# [EXERCISE BRIEF]
Filter the entries beneath this task, copying only the lines that hold the word "parse".

[Collected data entries]
################

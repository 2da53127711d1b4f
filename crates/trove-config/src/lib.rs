pub mod loader;
pub mod model;

pub use loader::ConfigLoader;
pub use model::{AppConfig, BrokerConfig, SampleDbConfig, StoreConfig, VaultConfig};
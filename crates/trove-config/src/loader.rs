use std::path::{Path, PathBuf};

use trove_common::{Error, Result};
use tracing::info;

use crate::model::AppConfig;

pub const ENV_DB_PATH: &str = "TROVE_DB_PATH";
pub const ENV_ENCRYPTION_KEY: &str = "TROVE_ENCRYPTION_KEY";
pub const ENV_SAMPLE_DB_PASSWORD: &str = "SAMPLE_DB_PASSWORD";
pub const ENV_LOG_LEVEL: &str = "TROVE_LOG_LEVEL";

pub struct ConfigLoader {
    config_dir: PathBuf,
}

impl ConfigLoader {
    pub fn new() -> Result<Self> {
        let config_dir = Self::default_config_dir();
        Ok(Self { config_dir })
    }

    pub fn default_config_dir() -> PathBuf {
        let home_config = dirs::home_dir().map(|h| h.join(".trove"));
        let xdg_config = dirs::config_dir().map(|c| c.join("trove"));

        match (xdg_config, home_config) {
            (Some(xdg), Some(home)) => {
                // Existing home dir wins only when XDG has not been created yet.
                if !xdg.exists() && home.exists() {
                    home
                } else {
                    xdg
                }
            }
            (Some(xdg), None) => xdg,
            (None, Some(home)) => home,
            (None, None) => PathBuf::from(".trove"),
        }
    }

    pub fn with_dir(config_dir: impl Into<PathBuf>) -> Self {
        Self {
            config_dir: config_dir.into(),
        }
    }

    pub fn config_dir(&self) -> &Path {
        &self.config_dir
    }

    /// Load the config file, then apply `.env` and process environment overrides.
    pub fn load(&self) -> Result<AppConfig> {
        if let Ok(path) = dotenvy::dotenv() {
            info!("loaded environment from {}", path.display());
        }
        let config = self.load_file()?;
        Ok(apply_overrides(config, |key| std::env::var(key).ok()))
    }

    /// Load only the on-disk config, YAML preferred over TOML.
    pub fn load_file(&self) -> Result<AppConfig> {
        let yaml_path = self.config_dir.join("config.yml");
        let toml_path = self.config_dir.join("config.toml");

        if yaml_path.exists() {
            info!("loading config from {}", yaml_path.display());
            let contents = std::fs::read_to_string(&yaml_path)?;
            serde_yaml::from_str(&contents)
                .map_err(|e| Error::Config(format!("failed to parse YAML config: {e}")))
        } else if toml_path.exists() {
            info!("loading config from {}", toml_path.display());
            let contents = std::fs::read_to_string(&toml_path)?;
            toml::from_str(&contents)
                .map_err(|e| Error::Config(format!("failed to parse TOML config: {e}")))
        } else {
            info!("no config file found, using defaults");
            Ok(AppConfig::default())
        }
    }

    /// Path of the metadata store, falling back to `<config dir>/data/trove.db`.
    pub fn store_path(&self, config: &AppConfig) -> PathBuf {
        config
            .store
            .path
            .clone()
            .unwrap_or_else(|| self.config_dir.join("data").join("trove.db"))
    }

    pub fn ensure_dirs(&self) -> Result<()> {
        let dirs = [self.config_dir.clone(), self.config_dir.join("data")];

        for dir in &dirs {
            if !dir.exists() {
                std::fs::create_dir_all(dir)?;
            }
        }

        Ok(())
    }
}

/// Overlay environment values on top of a loaded config. Empty values are ignored.
pub fn apply_overrides(
    mut config: AppConfig,
    lookup: impl Fn(&str) -> Option<String>,
) -> AppConfig {
    let get = |key: &str| lookup(key).filter(|v| !v.trim().is_empty());

    if let Some(path) = get(ENV_DB_PATH) {
        config.store.path = Some(PathBuf::from(path));
    }
    if let Some(key) = get(ENV_ENCRYPTION_KEY) {
        config.vault.encryption_key = Some(key);
    }
    if let Some(password) = get(ENV_SAMPLE_DB_PASSWORD) {
        config.sample_db.password = password;
    }
    if let Some(level) = get(ENV_LOG_LEVEL) {
        config.log_level = Some(level);
    }
    config
}
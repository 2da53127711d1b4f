pub mod vault;

pub use vault::{Vault, VaultError};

################

# [EXPECTED ANSWER]
                .map_err(|e| Error::Config(format!("failed to parse YAML config: {e}")))
                .map_err(|e| Error::Config(format!("failed to parse TOML config: {e}")))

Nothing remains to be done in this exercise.